A ruína e a glória

Maria Callas e John Galliano: duas vidas, duas formas de fazer biografia

Duas figuras marcantes da ópera e da moda têm suas trajetórias contadas em filmes recém-lançados no streaming

Escrito em Opinião el
Jornalista (USJ), mestre em Comunicação e Semiótica (PUC-SP) e doutor em Ciências Socais (PUC-SP). Professor convidado do Cogeae/PUC e pesquisador do Núcleo Inanna de Pesquisas sobre Sexualidades, Feminismos, Gêneros e Diferenças (NIP-PUC-SP). É autor do livro “A construção da heternormatividade em personagens gays na televenovela” (Novas Edições Acadêmicas) e um dos autores de “O rosa, o azul e as mil cores do arco-íris: Gêneros, corpos e sexualidades na formação docente” (AnnaBlume).
Maria Callas e John Galliano: duas vidas, duas formas de fazer biografia
Maria Callas e John Galliano: duas vidas, duas formas de fazer biografia. Divulgação

Protagonizado por Angelina Jolie, o filme “Maria Callas” (2025) — que está disponível na Prime Video — é o tipo de obra em que os primeiros dez minutos já nos mostram que a experiência não vai ser boa.

Dirigido por Pablo Larraín e escrito por Steven Knight, Maria Callas começa com um videoclipe de vários momentos históricos da soprano, completamente solto, como se estivéssemos vendo um trailer em vez de um filme. E tudo piora com o desenrolar da trama.

Com duas horas de duração, “Maria Callas” se concentra nos últimos dias da soprano, quando acompanhamos a artista completamente drogada e alucinando. E o filme se resume a isso: transformar aquela que é considerada a maior soprano da história em uma mulher "louca, drogada e solitária".

Não tenho nada contra filmes biográficos que retratam sem filtro o biografado — pelo contrário, sou entusiasta —, mas isso não pode ser o todo. Em Callas, não somos informados sobre como ela chegou àquela situação. Tudo é mal construído e se resume a algo que beira o sadismo: transformar a maior soprano da história em uma simples adicta.

Para efeito de comparação: a cinebiografia de Édith Piaf (Piaf, 2007) não alivia ao mostrar o vício da cantora francesa em morfina e álcool, mas isso é uma parte da história — e não o todo. Em Piaf, somos apresentados a todos os meandros de sua vida e, principalmente, à sua genialidade e seus paradoxos.

John Galliano: ascensão e queda

Se, por um lado, o filme “Maria Callas” é o típico exemplo de como não se fazer uma obra biográfica, o mesmo não se pode dizer do documentário “Ascensão e Queda – John Galliano” (2024), dirigido por Kevin Macdonald — vencedor do Oscar de Melhor Documentário em 2000 por “Munique, 1972: Um Dia em Setembro”, que está em cartaz na Mubi.

A primeira cena do documentário sobre John Galliano mostra as gravações em que ele aparece disparando ofensas antissemitas contra algumas pessoas em um bar de Paris.
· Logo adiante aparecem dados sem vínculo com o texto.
//! Contract of the remote configuration service.
//!
//! ## Learning: `async-trait` and Trait Objects
//!
//! Native `async fn` in traits is not object safe, and the controller needs
//! `Arc<dyn ZoneService>` so hosts can inject any transport. `#[async_trait]`
//! boxes the returned futures, which makes the trait usable behind `dyn`.

use async_trait::async_trait;

use zonekit_model::{Area, Domain, EntityEntry, SaveOutcome, SpaceData, SpaceSummary};

/// Result type for service calls
pub type ServiceResult<T> = Result<T, ServiceError>;

/// Domains requested for the entity catalog unless configured otherwise.
pub const DEFAULT_DOMAINS: [Domain; 2] = [Domain::Sensor, Domain::Light];

/// Failures reported by a service implementation.
///
/// Structural validation problems are not errors here; they come back as a
/// [`SaveOutcome`] with `ok: false`.
#[derive(Debug, thiserror::Error)]
pub enum ServiceError {
    #[error("Request rejected ({code}): {message}")]
    Rejected { code: String, message: String },

    #[error("Transport error: {0}")]
    Transport(String),

    #[error("Malformed response: {0}")]
    Json(#[from] serde_json::Error),

    #[error(transparent)]
    Other(#[from] anyhow::Error),
}

impl ServiceError {
    /// Creates a rejection with a machine-readable code.
    pub fn rejected(code: impl Into<String>, message: impl Into<String>) -> Self {
        ServiceError::Rejected {
            code: code.into(),
            message: message.into(),
        }
    }
}

/// Request/response operations the editor consumes.
///
/// Each call resolves exactly once, to a response or an error.
#[async_trait]
pub trait ZoneService: Send + Sync {
    /// Lists all spaces with their zone counts.
    async fn list_spaces(&self) -> ServiceResult<Vec<SpaceSummary>>;

    /// Returns the stored configuration of a space.
    async fn get_space(&self, space: &str) -> ServiceResult<SpaceData>;

    /// Creates an empty space.
    async fn create_space(&self, space: &str) -> ServiceResult<()>;

    /// Deletes a space.
    async fn delete_space(&self, space: &str) -> ServiceResult<()>;

    /// Validates and stores a whole space.
    async fn save_space(&self, space: &str, data: &SpaceData) -> ServiceResult<SaveOutcome>;

    /// Lists the areas usable as catalog filters.
    async fn list_areas(&self) -> ServiceResult<Vec<Area>>;

    /// Lists entities of `domains`, restricted to `area_id` when given.
    async fn entities_for_area(
        &self,
        area_id: Option<&str>,
        domains: &[Domain],
    ) -> ServiceResult<Vec<EntityEntry>>;
}

#[cfg(test)]
pub(crate) mod mock {
    //! In-memory service used by the controller tests.

    use super::*;
    use indexmap::IndexMap;
    use std::collections::HashSet;
    use std::sync::Mutex;

    #[derive(Default)]
    struct MockState {
        spaces: IndexMap<String, SpaceData>,
        entities: Vec<EntityEntry>,
        failing: HashSet<&'static str>,
        save_outcome: Option<SaveOutcome>,
        saved: Vec<(String, SpaceData)>,
    }

    /// Service double with scripted failures.
    #[derive(Default)]
    pub struct MockService {
        state: Mutex<MockState>,
    }

    impl MockService {
        pub fn new() -> Self {
            Self::default()
        }

        pub fn with_space(self, name: &str, data: SpaceData) -> Self {
            self.state.lock().unwrap().spaces.insert(name.to_string(), data);
            self
        }

        pub fn with_entities(self, ids: &[&str]) -> Self {
            let entities = ids.iter().map(|id| EntityEntry::new(*id)).collect();
            self.state.lock().unwrap().entities = entities;
            self
        }

        pub fn fail(&self, operation: &'static str) {
            self.state.lock().unwrap().failing.insert(operation);
        }

        pub fn recover(&self, operation: &'static str) {
            self.state.lock().unwrap().failing.remove(operation);
        }

        pub fn respond_to_save(&self, outcome: SaveOutcome) {
            self.state.lock().unwrap().save_outcome = Some(outcome);
        }

        pub fn saved(&self) -> Vec<(String, SpaceData)> {
            self.state.lock().unwrap().saved.clone()
        }

        fn check(&self, operation: &'static str) -> ServiceResult<()> {
            if self.state.lock().unwrap().failing.contains(operation) {
                return Err(ServiceError::Transport(format!("{operation} unavailable")));
            }
            Ok(())
        }
    }

    #[async_trait]
    impl ZoneService for MockService {
        async fn list_spaces(&self) -> ServiceResult<Vec<SpaceSummary>> {
            self.check("list_spaces")?;
            let state = self.state.lock().unwrap();
            Ok(state
                .spaces
                .iter()
                .map(|(name, data)| SpaceSummary {
                    name: name.clone(),
                    zones_count: data.zones.len(),
                })
                .collect())
        }

        async fn get_space(&self, space: &str) -> ServiceResult<SpaceData> {
            self.check("get_space")?;
            self.state
                .lock()
                .unwrap()
                .spaces
                .get(space)
                .cloned()
                .ok_or_else(|| ServiceError::rejected("space_not_found", space))
        }

        async fn create_space(&self, space: &str) -> ServiceResult<()> {
            self.check("create_space")?;
            let mut state = self.state.lock().unwrap();
            if state.spaces.contains_key(space) {
                return Err(ServiceError::rejected("space_exists", space));
            }
            state.spaces.insert(space.to_string(), SpaceData::default());
            Ok(())
        }

        async fn delete_space(&self, space: &str) -> ServiceResult<()> {
            self.check("delete_space")?;
            self.state
                .lock()
                .unwrap()
                .spaces
                .shift_remove(space)
                .map(|_| ())
                .ok_or_else(|| ServiceError::rejected("space_not_found", space))
        }

        async fn save_space(&self, space: &str, data: &SpaceData) -> ServiceResult<SaveOutcome> {
            self.check("save_space")?;
            let mut state = self.state.lock().unwrap();
            state.saved.push((space.to_string(), data.clone()));
            if let Some(outcome) = state.save_outcome.clone() {
                return Ok(outcome);
            }
            state.spaces.insert(space.to_string(), data.clone());
            Ok(SaveOutcome::accepted())
        }

        async fn list_areas(&self) -> ServiceResult<Vec<Area>> {
            self.check("list_areas")?;
            Ok(vec![Area {
                id: "kitchen".to_string(),
                name: "Kitchen".to_string(),
            }])
        }

        async fn entities_for_area(
            &self,
            _area_id: Option<&str>,
            domains: &[Domain],
        ) -> ServiceResult<Vec<EntityEntry>> {
            self.check("entities_for_area")?;
            Ok(self
                .state
                .lock()
                .unwrap()
                .entities
                .iter()
                .filter(|entry| domains.contains(&entry.domain))
                .cloned()
                .collect())
        }
    }
}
A partir daí, o filme regressa no tempo e nos apresenta quem é aquele homem.

Sem tomar partido, o documentário “Ascensão e Queda” mostra a revolução que John Galliano promoveu nas passarelas da moda entre os anos 1980, 1990 e 2000. Ao mesmo tempo, o longa mergulha nos vícios de Galliano e aponta para a indústria como corresponsável, já que, como o próprio estilista revela no filme, ele chegou a produzir mais de 20 coleções em um único ano.

O documentário poderia ter reduzido John Galliano a uma pessoa adicta e racista, mas preferiu construir um arco histórico e mostrar a glória e a ruína de um dos maiores estilistas da moda contemporânea.

John Galliano é racista? O estilista, que é o principal entrevistado, não consegue responder — e é pressionado pelo entrevistador, que repete a mesma pergunta a Anna Wintour, Kate Moss e Naomi Campbell. 

O diretor Kevin Macdonald consegue revelar, de maneira magistral, o melhor e o pior de John Galliano e deixar a conclusão no colo do espectador. Já o filme sobre Maria Callas não: a soprano é reduzida aos seus vícios e alucinações, e toda a sua obra é enterrada mais uma vez.

Dessa maneira, temos duas vidas e duas formas de montar uma biografia: uma mergulha no brilho e na escuridão; a outra, busca matar novamente aquela que é considerada a maior soprano da história. Dito isso, não é muito difícil entender como se faz — e como não se faz — uma biografia.